I have never worked with disabled people. They were not a group that I really thought about. I had never been exposed to the needs within the disabled community. Last month we worked with disabled people. They impacted me greatly. I will try my best to share my experience with you.
Camp Higher Ground is a camp for disabled people. These camps are specifically designed to help the disabled campers realize what they can do. They already know what they cannot do. The ages ranged from 21-65. Their brain injuries ranged from stroke to plane crash. These are remarkable people.
I really didn’t know what to expect starting out. I was assigned to a 35 year old man who needed a lot of assistance. I was really a bit nervous at first. I didn’t want to intrude his privacy or make him feel helpless.
He arrived, and all of the fears that I had subsided, let me explain why.
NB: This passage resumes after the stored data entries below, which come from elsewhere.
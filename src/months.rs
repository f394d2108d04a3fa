//! Canonical calendar months.
//!
//! Source spreadsheets store the month as a number (`1`), a zero-padded
//! string (`"01"`), an integral float (`"1.0"`) or a name (`"Jan"`,
//! `"January"`). Everything downstream keys on [`Month`].

use serde::{Deserialize, Serialize};
use std::fmt;
use std::str::FromStr;

#[derive(Debug, Clone, Copy, PartialEq, Eq, PartialOrd, Ord, Hash, Serialize, Deserialize)]
pub enum Month {
    January = 1,
    February,
    March,
    April,
    May,
    June,
    July,
    August,
    September,
    October,
    November,
    December,
}

pub const ALL_MONTHS: [Month; 12] = [
    Month::January,
    Month::February,
    Month::March,
    Month::April,
    Month::May,
    Month::June,
    Month::July,
    Month::August,
    Month::September,
    Month::October,
    Month::November,
    Month::December,
];

impl Month {
    pub fn from_number(n: u32) -> Option<Month> {
        match n {
            1..=12 => Some(ALL_MONTHS[(n - 1) as usize]),
            _ => None,
        }
    }

    pub fn number(self) -> u32 {
        self as u32
    }

    /// Canonical label used for display, joins and filters.
    pub fn name(self) -> &'static str {
        match self {
            Month::January => "January",
            Month::February => "February",
            Month::March => "March",
            Month::April => "April",
            Month::May => "May",
            Month::June => "June",
            Month::July => "July",
            Month::August => "August",
            Month::September => "September",
            Month::October => "October",
            Month::November => "November",
            Month::December => "December",
        }
    }

    /// Normalizes any of the representations found in the source data.
    ///
    /// Returns `None` for anything that is not unambiguously one of the
    /// twelve months (`"13"`, `"0"`, `"1.5"`, `"Janu"`, empty).
    pub fn normalize(raw: &str) -> Option<Month> {
        let raw = raw.trim();
        if raw.is_empty() {
            return None;
        }

        if let Ok(n) = raw.parse::<u32>() {
            return Month::from_number(n);
        }
        if let Ok(f) = raw.parse::<f64>() {
            if f.is_finite() && f.fract() == 0.0 && (1.0..=12.0).contains(&f) {
                return Month::from_number(f as u32);
            }
            return None;
        }

        let lower = raw.to_ascii_lowercase();
        ALL_MONTHS.iter().copied().find(|m| {
            let name = m.name().to_ascii_lowercase();
            lower == name
                || (lower.len() == 3 && name.starts_with(&lower))
                || (lower == "sept" && *m == Month::September)
        })
    }
}

impl fmt::Display for Month {
    fn fmt(&self, f: &mut fmt::Formatter<'_>) -> fmt::Result {
        f.write_str(self.name())
    }
}

impl FromStr for Month {
    type Err = String;

    fn from_str(s: &str) -> Result<Self, Self::Err> {
        Month::normalize(s).ok_or_else(|| format!("'{s}' is not a calendar month"))
    }
}

#[cfg(test)]
mod tests {
    use super::*;

    #[test]
    fn test_numeric_forms() {
        assert_eq!(Month::normalize("1"), Some(Month::January));
        assert_eq!(Month::normalize("01"), Some(Month::January));
        assert_eq!(Month::normalize(" 12 "), Some(Month::December));
        assert_eq!(Month::normalize("3.0"), Some(Month::March));
    }

    #[test]
    fn test_name_forms() {
        assert_eq!(Month::normalize("January"), Some(Month::January));
        assert_eq!(Month::normalize("feb"), Some(Month::February));
        assert_eq!(Month::normalize("SEPT"), Some(Month::September));
        assert_eq!(Month::normalize("Sep"), Some(Month::September));
        assert_eq!(Month::normalize("december"), Some(Month::December));
    }

    #[test]
    fn test_rejects_out_of_range_and_garbage() {
        for raw in ["0", "13", "-1", "1.5", "", "  ", "Janu", "Ju", "month", "NaN", "inf"] {
            assert_eq!(Month::normalize(raw), None, "{raw:?} should not normalize");
        }
    }

    #[test]
    fn test_every_number_maps_to_one_label() {
        for n in 1..=12 {
            let m = Month::from_number(n).unwrap();
            assert_eq!(m.number(), n);
            assert_eq!(Month::normalize(m.name()), Some(m));
        }
    }

    #[test]
    fn test_calendar_ordering() {
        assert!(Month::February < Month::March);
        assert!(Month::April < Month::August);
        let mut names: Vec<_> = ALL_MONTHS.iter().map(|m| m.name()).collect();
        names.sort();
        assert_ne!(names[0], Month::January.name());
    }
}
Ndu (en-doo) was dropped off at camp by his remarkably joyful mother. He began carrying his under-responsive limbs across a field with two crutches. His mother made him walk and made him carry his things to the room. They sat down and she shares with me Ndu’s condition and what she expects of him. “Ndu takes care of himself, he won’t need much help. He makes his bed, showers himself and dresses himself,” she says. I look down at his metal leg braces and think to myself, “are you sure he can do this on his own”? His mom departed with a loving hug and left Ndu and I alone in the room. I welcomed him and asked him if there is anything that I can do for him. He says, “you can race me”, under a wheezy laugh. I began to laugh with him. The next bit of conversation consisted of him telling me incredibly funny jokes.
It took Ndu a while to open up to me. As the week passed by and he began to trust it, he started to share his story with me. Ndu told me about the accident that happened to him when he was nineteen. Ndu was a working young man; I believe that he worked for an auto repair type shop. One day he was walking home from work and a drunk driver ran into him. He received severe trauma to his brain. He was in a coma for almost one month. Ndu lost the life that he knew that afternoon. A new life began for him. He told me that God saved him that day. I was thinking, duh, your alive man! He meant this in another way though. He meant that God changed his life from that day on. He was destined to die never knowing God, but through the accident, he came to know God.
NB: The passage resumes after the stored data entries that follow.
//! Output formatting and persistence for report tables.
//!
//! Supports a plain-text table for the terminal, an HTML table fragment,
//! CSV and an Excel workbook. All of them render a [`ReportTable`] as-is;
//! nothing is recomputed.

pub mod html;
pub mod xlsx;

pub use html::render_html;
pub use xlsx::{to_xlsx_bytes, write_xlsx};

use anyhow::Result;
use csv::WriterBuilder;
use std::fs::File;
use std::path::Path;
use tabled::builder::Builder;
use tabled::settings::Style;
use tracing::debug;

use crate::report::ReportTable;

/// Renders the title line followed by a Markdown table.
pub fn render_text(table: &ReportTable) -> String {
    let mut builder = Builder::default();
    builder.push_record(table.headers.iter().cloned());
    for row in &table.rows {
        builder.push_record(row.iter().map(|c| c.to_string()));
    }

    let mut rendered = builder.build();
    rendered.with(Style::markdown());
    format!("{}\n{rendered}\n", table.title)
}

/// Writes the table as CSV with a header row and no index column.
pub fn write_csv(path: &Path, table: &ReportTable) -> Result<()> {
    debug!(path = %path.display(), rows = table.rows.len(), "Writing CSV");

    let file = File::create(path)?;
    let mut writer = WriterBuilder::new().from_writer(file);

    writer.write_record(&table.headers)?;
    for row in &table.rows {
        writer.write_record(row.iter().map(|c| c.to_string()))?;
    }
    writer.flush()?;

    Ok(())
}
Nearly 20 years after his accident, Ndu has made incredible improvement because of the healing hand of God. Ndu was in a wheelchair just over a year ago. He now can take care of himself and walk on his own. He may be slow, but he could care less. He knows that he is slow, he is simply overjoyed that he can walk.
I think what changed in me was how I think of others and myself. I am more thankful then I ever have been for my health and ability to enjoy activity. I have also had my eyes opened to how incredible disabled people are. They have stories that will inspire you to live a life worth living. Their faith will shake you and make you really take a look at yourself, for you really are.